And yet….through the jagged tempo of tragedy, we began once again to hear the strong heartbeat of Glasgow: that steady pulse of ordinary citizens caring for one another. People called the emergency services immediately. Passers by did not run away: they ran to see what could be done to help. Other folk sat on the street with the injured, held and comforted them, waited till the ambulances came which they did with amazing speed.

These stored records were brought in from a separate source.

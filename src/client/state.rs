//! Client application state.
//!
//! [`AppState`] is a plain serializable value. It only changes through the
//! transition methods below; the async ones issue exactly one API call and
//! fold the outcome back into the state. Failures never retry: they leave the
//! task list as it was, raise an error notification and log the cause.

use serde::{Deserialize, Serialize};
use uuid::Uuid;

use super::http::{ClientError, TodoApi};
use crate::models::{Todo, TodoPatch};

#[derive(Debug, Clone, Copy, PartialEq, Eq, Serialize, Deserialize)]
#[serde(rename_all = "lowercase")]
pub enum NotificationKind {
    Success,
    Error,
}

/// A transient message about the last action.
///
/// `seq` identifies this notification so that a late dismissal cannot clear a
/// newer one.
#[derive(Debug, Clone, PartialEq, Eq, Serialize, Deserialize)]
pub struct Notification {
    pub seq: u64,
    pub message: String,
    pub kind: NotificationKind,
}

/// The task currently being edited in place, with its draft text.
#[derive(Debug, Clone, PartialEq, Eq, Serialize, Deserialize)]
pub struct EditState {
    pub id: Uuid,
    pub text: String,
}

#[derive(Debug, Clone, Default, PartialEq, Eq, Serialize, Deserialize)]
#[serde(rename_all = "camelCase")]
pub struct AppState {
    todos: Vec<Todo>,
    draft: String,
    loading: bool,
    notification: Option<Notification>,
    editing: Option<EditState>,
    next_seq: u64,
}

impl AppState {
    pub fn new() -> Self {
        Self::default()
    }

    pub fn todos(&self) -> &[Todo] {
        &self.todos
    }

    pub fn draft(&self) -> &str {
        &self.draft
    }

    pub fn is_loading(&self) -> bool {
        self.loading
    }

    pub fn notification(&self) -> Option<&Notification> {
        self.notification.as_ref()
    }

    pub fn editing(&self) -> Option<&EditState> {
        self.editing.as_ref()
    }

    // ============================================================
    // Load
    // ============================================================

    pub fn begin_load(&mut self) {
        self.loading = true;
    }

    pub fn finish_load(&mut self, result: Result<Vec<Todo>, ClientError>) {
        match result {
            Ok(todos) => self.todos = todos,
            Err(e) => {
                tracing::error!("Fetch error: {}", e);
                self.todos.clear();
                self.notify_error("Could not fetch todos. Check the server.");
            }
        }
        self.loading = false;
    }

    pub async fn load(&mut self, api: &dyn TodoApi) {
        self.begin_load();
        let result = api.list().await;
        self.finish_load(result);
    }

    // ============================================================
    // Add
    // ============================================================

    pub fn set_draft(&mut self, text: impl Into<String>) {
        self.draft = text.into();
    }

    /// Create a todo from the draft. A blank draft never reaches the API.
    pub async fn add(&mut self, api: &dyn TodoApi) {
        let text = self.draft.trim().to_string();
        if text.is_empty() {
            self.notify_error("Write something first!");
            return;
        }

        match api.create(&text).await {
            Ok(todo) => {
                self.todos.insert(0, todo);
                self.draft.clear();
                self.notify_success("New todo added!");
            }
            Err(e) => {
                tracing::error!("Add error: {}", e);
                self.notify_error("Todo was not added.");
            }
        }
    }

    // ============================================================
    // Complete
    // ============================================================

    pub async fn toggle_complete(&mut self, api: &dyn TodoApi, id: Uuid) {
        let Some(current) = self.todos.iter().find(|t| t.id == id) else {
            tracing::warn!(%id, "Toggle requested for a todo that is not in the list");
            return;
        };
        let is_completed = !current.is_completed;

        match api.update(id, &TodoPatch::completed(is_completed)).await {
            Ok(updated) => {
                self.replace(updated);
                self.notify_success(if is_completed {
                    "Task completed"
                } else {
                    "Task marked incomplete"
                });
            }
            Err(e) => {
                tracing::error!("Update error: {}", e);
                self.notify_error("Update failed.");
            }
        }
    }

    // ============================================================
    // Edit
    // ============================================================

    pub fn start_edit(&mut self, id: Uuid) {
        if let Some(todo) = self.todos.iter().find(|t| t.id == id) {
            self.editing = Some(EditState {
                id,
                text: todo.text.clone(),
            });
        }
    }

    pub fn set_edit_text(&mut self, text: impl Into<String>) {
        if let Some(edit) = self.editing.as_mut() {
            edit.text = text.into();
        }
    }

    pub fn cancel_edit(&mut self) {
        self.editing = None;
    }

    /// Save the edit draft. The edit is closed whether or not the API accepts
    /// it; only a blank draft keeps it open.
    pub async fn save_edit(&mut self, api: &dyn TodoApi) {
        let Some(edit) = self.editing.as_ref() else {
            return;
        };

        let id = edit.id;
        let text = edit.text.trim().to_string();
        if text.is_empty() {
            self.notify_error("Text cannot be left empty!");
            return;
        }

        let result = api.update(id, &TodoPatch::text(text)).await;
        self.editing = None;

        match result {
            Ok(updated) => {
                self.replace(updated);
                self.notify_success("Todo edited!");
            }
            Err(e) => {
                tracing::error!("Save edit error: {}", e);
                self.notify_error("Edit was not saved.");
            }
        }
    }

    // ============================================================
    // Delete
    // ============================================================

    pub async fn delete(&mut self, api: &dyn TodoApi, id: Uuid) {
        match api.delete(id).await {
            Ok(()) => {
                self.todos.retain(|t| t.id != id);
                if self.editing.as_ref().is_some_and(|e| e.id == id) {
                    self.editing = None;
                }
                self.notify_success("Todo deleted.");
            }
            Err(e) => {
                tracing::error!("Delete error: {}", e);
                self.notify_error("Delete failed.");
            }
        }
    }

    // ============================================================
    // Notifications
    // ============================================================

    /// Clear the notification if it is still the one numbered `seq`.
    pub fn dismiss_notification(&mut self, seq: u64) -> bool {
        if self.notification.as_ref().is_some_and(|n| n.seq == seq) {
            self.notification = None;
            true
        } else {
            false
        }
    }

    fn notify_success(&mut self, message: &str) {
        self.notify(message, NotificationKind::Success);
    }

    fn notify_error(&mut self, message: &str) {
        self.notify(message, NotificationKind::Error);
    }

    fn notify(&mut self, message: &str, kind: NotificationKind) {
        self.next_seq += 1;
        self.notification = Some(Notification {
            seq: self.next_seq,
            message: message.to_string(),
            kind,
        });
    }

    fn replace(&mut self, updated: Todo) {
        if let Some(slot) = self.todos.iter_mut().find(|t| t.id == updated.id) {
            *slot = updated;
        }
    }
}
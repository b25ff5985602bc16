//! Text rendering of the client state.

use super::state::{AppState, NotificationKind};

pub const TITLE: &str = "Todo List";
pub const LOADING_MESSAGE: &str = "Data is loading...";
pub const EMPTY_MESSAGE: &str = "No todos found. Add your first task!";

/// Render the whole screen. Tasks are numbered from 1 in list order; the
/// numbers are what the shell commands refer to.
///
/// Example output:
/// ```text
/// Todo List
/// =========
///   1. [ ] Buy milk
///   2. [edit] Walk the cat_
///   3. [x] Pay rent
///
/// (ok) Task completed
/// ```
pub fn render(state: &AppState) -> String {
    let mut output = String::new();
    output.push_str(TITLE);
    output.push('\n');
    output.push_str(&"=".repeat(TITLE.len()));
    output.push('\n');

    if state.is_loading() {
        output.push_str(LOADING_MESSAGE);
        output.push('\n');
    } else if state.todos().is_empty() {
        output.push_str(EMPTY_MESSAGE);
        output.push('\n');
    }

    let editing = state.editing();
    for (i, todo) in state.todos().iter().enumerate() {
        let line = match editing {
            Some(edit) if edit.id == todo.id => format!("{:>3}. [edit] {}_\n", i + 1, edit.text),
            _ => {
                let mark = if todo.is_completed { 'x' } else { ' ' };
                format!("{:>3}. [{}] {}\n", i + 1, mark, todo.text)
            }
        };
        output.push_str(&line);
    }

    if !state.draft().is_empty() {
        output.push_str(&format!("\nNew: {}\n", state.draft()));
    }

    if let Some(notification) = state.notification() {
        let tag = match notification.kind {
            NotificationKind::Success => "ok",
            NotificationKind::Error => "error",
        };
        output.push_str(&format!("\n({}) {}\n", tag, notification.message));
    }

    output
}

Today we are all in shock here. Everyone reacts to tragedy in different ways. The first thing I did yesterday afternoon was to call loved ones who might have been in the city centre. When they answered that they were safe, I wept. Today, our visiting daughter, her partner and their lovely little girl are off to shop – in the city centre. They could have been there yesterday, as so many other folk’s loved ones were: in the wrong place, at the wrong time.
This morning I listened to Kaye Adams on BBC Radio Scotland’s “Morning Call”, responding with sensitivity, compassion and honesty to the responses of “ordinary people” to the tragedy which has touched all our lives. She admitted that she and her team had debated whether to make this awful event their focus or not.
They made the right decision: in the darkness of tragedy, the light-bringer is everything which brings people closer together as a human community to share, and to do what can be done to help and console. We heard that people were laying flowers. Lighting candles in local churches. Donating blood. Pledging to give money to the appeal fund which will be set up to help the victims. One woman said she would make a point of checking on her elderly neighbours today.
It was all intensely moving. But the overriding response of most people was: “It could have been me. Or mine…” In John Donne’s famous words:
“…any man’s death diminishes me, because I am involved in mankind, and therefore never send to know for whom the bell tolls; it tolls for thee…”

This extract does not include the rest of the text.